--- HOW TO COMPLETE THIS TASK ---
Write out each record again exactly as it stands.

--- RECORDS SHOWN ---
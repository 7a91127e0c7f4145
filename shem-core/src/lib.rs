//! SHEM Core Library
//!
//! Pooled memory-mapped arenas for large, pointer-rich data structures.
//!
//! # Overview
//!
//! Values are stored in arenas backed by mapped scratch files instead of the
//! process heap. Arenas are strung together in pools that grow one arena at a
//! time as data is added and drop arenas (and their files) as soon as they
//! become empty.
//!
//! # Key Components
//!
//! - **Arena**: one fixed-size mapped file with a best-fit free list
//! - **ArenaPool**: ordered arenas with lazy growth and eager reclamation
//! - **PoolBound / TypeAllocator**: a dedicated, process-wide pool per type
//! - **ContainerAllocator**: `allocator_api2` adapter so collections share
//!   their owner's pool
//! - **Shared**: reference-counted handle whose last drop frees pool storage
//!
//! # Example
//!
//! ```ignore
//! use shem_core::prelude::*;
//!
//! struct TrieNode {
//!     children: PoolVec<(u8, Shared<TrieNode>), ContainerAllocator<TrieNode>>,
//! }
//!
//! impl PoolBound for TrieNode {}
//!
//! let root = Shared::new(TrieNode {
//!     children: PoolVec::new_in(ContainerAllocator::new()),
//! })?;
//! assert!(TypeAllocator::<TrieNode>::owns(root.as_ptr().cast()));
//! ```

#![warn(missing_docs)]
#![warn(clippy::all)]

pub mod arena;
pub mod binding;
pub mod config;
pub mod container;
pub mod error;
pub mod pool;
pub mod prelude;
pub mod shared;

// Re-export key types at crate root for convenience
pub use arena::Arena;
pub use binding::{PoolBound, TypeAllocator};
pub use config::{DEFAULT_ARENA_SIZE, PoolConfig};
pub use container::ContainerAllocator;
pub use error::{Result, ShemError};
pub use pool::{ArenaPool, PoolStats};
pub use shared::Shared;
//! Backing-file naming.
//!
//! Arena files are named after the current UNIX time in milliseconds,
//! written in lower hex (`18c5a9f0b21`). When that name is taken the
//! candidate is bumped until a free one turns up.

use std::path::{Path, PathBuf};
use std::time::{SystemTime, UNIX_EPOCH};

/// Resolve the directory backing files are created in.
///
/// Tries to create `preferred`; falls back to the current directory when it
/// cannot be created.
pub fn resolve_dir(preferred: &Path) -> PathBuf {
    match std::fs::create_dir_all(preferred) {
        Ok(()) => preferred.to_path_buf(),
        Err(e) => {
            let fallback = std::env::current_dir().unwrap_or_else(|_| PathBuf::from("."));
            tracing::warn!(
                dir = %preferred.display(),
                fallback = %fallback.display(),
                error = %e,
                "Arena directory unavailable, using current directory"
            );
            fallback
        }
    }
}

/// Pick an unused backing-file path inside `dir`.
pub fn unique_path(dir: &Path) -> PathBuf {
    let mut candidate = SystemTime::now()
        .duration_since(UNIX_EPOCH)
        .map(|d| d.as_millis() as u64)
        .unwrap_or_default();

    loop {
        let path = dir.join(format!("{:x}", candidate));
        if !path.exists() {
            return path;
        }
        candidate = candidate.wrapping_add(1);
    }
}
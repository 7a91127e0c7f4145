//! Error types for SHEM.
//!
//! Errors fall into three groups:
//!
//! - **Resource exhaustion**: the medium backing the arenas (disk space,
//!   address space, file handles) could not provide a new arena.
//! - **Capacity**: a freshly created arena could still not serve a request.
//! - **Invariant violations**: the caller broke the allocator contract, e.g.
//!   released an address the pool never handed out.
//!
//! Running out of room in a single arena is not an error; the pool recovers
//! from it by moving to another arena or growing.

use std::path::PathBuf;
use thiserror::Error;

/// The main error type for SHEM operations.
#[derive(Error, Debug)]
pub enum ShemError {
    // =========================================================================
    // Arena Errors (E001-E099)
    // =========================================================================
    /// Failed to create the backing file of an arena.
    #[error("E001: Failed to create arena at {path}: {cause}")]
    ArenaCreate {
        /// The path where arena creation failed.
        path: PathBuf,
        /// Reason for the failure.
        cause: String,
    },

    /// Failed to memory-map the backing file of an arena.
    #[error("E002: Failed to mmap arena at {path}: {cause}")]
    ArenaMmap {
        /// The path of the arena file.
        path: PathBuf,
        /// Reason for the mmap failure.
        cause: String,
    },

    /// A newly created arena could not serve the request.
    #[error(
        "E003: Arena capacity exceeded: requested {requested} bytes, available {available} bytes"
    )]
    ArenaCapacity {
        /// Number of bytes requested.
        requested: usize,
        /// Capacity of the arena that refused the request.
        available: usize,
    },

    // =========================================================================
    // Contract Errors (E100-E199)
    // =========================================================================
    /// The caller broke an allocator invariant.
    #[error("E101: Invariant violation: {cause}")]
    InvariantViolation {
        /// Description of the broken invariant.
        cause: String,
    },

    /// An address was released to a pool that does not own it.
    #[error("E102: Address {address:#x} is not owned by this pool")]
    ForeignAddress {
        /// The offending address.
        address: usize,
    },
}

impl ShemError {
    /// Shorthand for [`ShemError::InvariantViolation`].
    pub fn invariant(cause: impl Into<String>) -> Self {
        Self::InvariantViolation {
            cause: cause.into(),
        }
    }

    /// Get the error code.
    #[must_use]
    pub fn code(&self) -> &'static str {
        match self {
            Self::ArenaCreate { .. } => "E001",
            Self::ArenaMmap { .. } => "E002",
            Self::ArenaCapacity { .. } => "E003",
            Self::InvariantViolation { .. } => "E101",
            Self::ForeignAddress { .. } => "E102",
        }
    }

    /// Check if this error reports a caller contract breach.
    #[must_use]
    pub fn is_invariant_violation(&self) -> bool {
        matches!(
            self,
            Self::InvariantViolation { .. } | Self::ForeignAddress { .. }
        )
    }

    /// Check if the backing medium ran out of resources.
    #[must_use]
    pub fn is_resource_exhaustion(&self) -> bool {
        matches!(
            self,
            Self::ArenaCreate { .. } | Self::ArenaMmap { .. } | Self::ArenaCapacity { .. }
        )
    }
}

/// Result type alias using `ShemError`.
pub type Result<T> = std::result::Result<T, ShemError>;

--- SOLUTION BELOW ---
repository 7a91127e0c7f4145
filename shem-core/src/lib.rs
//! SHEM Core Library
//!
//! Pooled memory-mapped arenas for large, pointer-rich data structures.
//!
//! # Overview
//!
//! Values are stored in arenas backed by mapped scratch files instead of the
//! process heap. Arenas are strung together in pools that grow one arena at a
//! time as data is added and drop arenas (and their files) as soon as they
//! become empty.
//!
//! # Key Components
//!
//! - **Arena**: one fixed-size mapped file with a best-fit free list
//! - **ArenaPool**: ordered arenas with lazy growth and eager reclamation
//! - **PoolBound / TypeAllocator**: a dedicated, process-wide pool per type
//! - **ContainerAllocator**: `allocator_api2` adapter so collections share
//!   their owner's pool
//! - **Shared**: reference-counted handle whose last drop frees pool storage
//!
//! # Example
//!
//! ```ignore
//! use shem_core::prelude::*;
//!
//! struct TrieNode {
//!     children: PoolVec<(u8, Shared<TrieNode>), ContainerAllocator<TrieNode>>,
//! }
//!
//! impl PoolBound for TrieNode {}
//!
//! let root = Shared::new(TrieNode {
//!     children: PoolVec::new_in(ContainerAllocator::new()),
//! })?;
//! assert!(TypeAllocator::<TrieNode>::owns(root.as_ptr().cast()));
//! ```

#![warn(missing_docs)]
#![warn(clippy::all)]

pub mod arena;
pub mod binding;
pub mod config;
pub mod container;
pub mod error;
pub mod pool;
pub mod prelude;
pub mod shared;

// Re-export key types at crate root for convenience
pub use arena::Arena;
pub use binding::{PoolBound, TypeAllocator};
pub use config::{DEFAULT_ARENA_SIZE, PoolConfig};
pub use container::ContainerAllocator;
pub use error::{Result, ShemError};
pub use pool::{ArenaPool, PoolStats};
pub use shared::Shared;
//! Backing-file naming.
//!
//! Arena files are named after the current UNIX time in milliseconds,
//! written in lower hex (`18c5a9f0b21`). When that name is taken the
//! candidate is bumped until a free one turns up.

use std::path::{Path, PathBuf};
use std::time::{SystemTime, UNIX_EPOCH};

/// Resolve the directory backing files are created in.
///
/// Tries to create `preferred`; falls back to the current directory when it
/// cannot be created.
pub fn resolve_dir(preferred: &Path) -> PathBuf {
    match std::fs::create_dir_all(preferred) {
        Ok(()) => preferred.to_path_buf(),
        Err(e) => {
            let fallback = std::env::current_dir().unwrap_or_else(|_| PathBuf::from("."));
            tracing::warn!(
                dir = %preferred.display(),
                fallback = %fallback.display(),
                error = %e,
                "Arena directory unavailable, using current directory"
            );
            fallback
        }
    }
}

/// Pick an unused backing-file path inside `dir`.
pub fn unique_path(dir: &Path) -> PathBuf {
    let mut candidate = SystemTime::now()
        .duration_since(UNIX_EPOCH)
        .map(|d| d.as_millis() as u64)
        .unwrap_or_default();

    loop {
        let path = dir.join(format!("{:x}", candidate));
        if !path.exists() {
            return path;
        }
        candidate = candidate.wrapping_add(1);
    }
}
repository 7a91127e0c7f4145
//! Error types for SHEM.
//!
//! Errors fall into three groups:
//!
//! - **Resource exhaustion**: the medium backing the arenas (disk space,
//!   address space, file handles) could not provide a new arena.
//! - **Capacity**: a freshly created arena could still not serve a request.
//! - **Invariant violations**: the caller broke the allocator contract, e.g.
//!   released an address the pool never handed out.
//!
//! Running out of room in a single arena is not an error; the pool recovers
//! from it by moving to another arena or growing.

use std::path::PathBuf;
use thiserror::Error;

/// The main error type for SHEM operations.
#[derive(Error, Debug)]
pub enum ShemError {
    // =========================================================================
    // Arena Errors (E001-E099)
    // =========================================================================
    /// Failed to create the backing file of an arena.
    #[error("E001: Failed to create arena at {path}: {cause}")]
    ArenaCreate {
        /// The path where arena creation failed.
        path: PathBuf,
        /// Reason for the failure.
        cause: String,
    },

    /// Failed to memory-map the backing file of an arena.
    #[error("E002: Failed to mmap arena at {path}: {cause}")]
    ArenaMmap {
        /// The path of the arena file.
        path: PathBuf,
        /// Reason for the mmap failure.
        cause: String,
    },

    /// A newly created arena could not serve the request.
    #[error(
        "E003: Arena capacity exceeded: requested {requested} bytes, available {available} bytes"
    )]
    ArenaCapacity {
        /// Number of bytes requested.
        requested: usize,
        /// Capacity of the arena that refused the request.
        available: usize,
    },

    // =========================================================================
    // Contract Errors (E100-E199)
    // =========================================================================
    /// The caller broke an allocator invariant.
    #[error("E101: Invariant violation: {cause}")]
    InvariantViolation {
        /// Description of the broken invariant.
        cause: String,
    },

    /// An address was released to a pool that does not own it.
    #[error("E102: Address {address:#x} is not owned by this pool")]
    ForeignAddress {
        /// The offending address.
        address: usize,
    },
}

impl ShemError {
    /// Shorthand for [`ShemError::InvariantViolation`].
    pub fn invariant(cause: impl Into<String>) -> Self {
        Self::InvariantViolation {
            cause: cause.into(),
        }
    }

    /// Get the error code.
    #[must_use]
    pub fn code(&self) -> &'static str {
        match self {
            Self::ArenaCreate { .. } => "E001",
            Self::ArenaMmap { .. } => "E002",
            Self::ArenaCapacity { .. } => "E003",
            Self::InvariantViolation { .. } => "E101",
            Self::ForeignAddress { .. } => "E102",
        }
    }

    /// Check if this error reports a caller contract breach.
    #[must_use]
    pub fn is_invariant_violation(&self) -> bool {
        matches!(
            self,
            Self::InvariantViolation { .. } | Self::ForeignAddress { .. }
        )
    }

    /// Check if the backing medium ran out of resources.
    #[must_use]
    pub fn is_resource_exhaustion(&self) -> bool {
        matches!(
            self,
            Self::ArenaCreate { .. } | Self::ArenaMmap { .. } | Self::ArenaCapacity { .. }
        )
    }
}

/// Result type alias using `ShemError`.
pub type Result<T> = std::result::Result<T, ShemError>;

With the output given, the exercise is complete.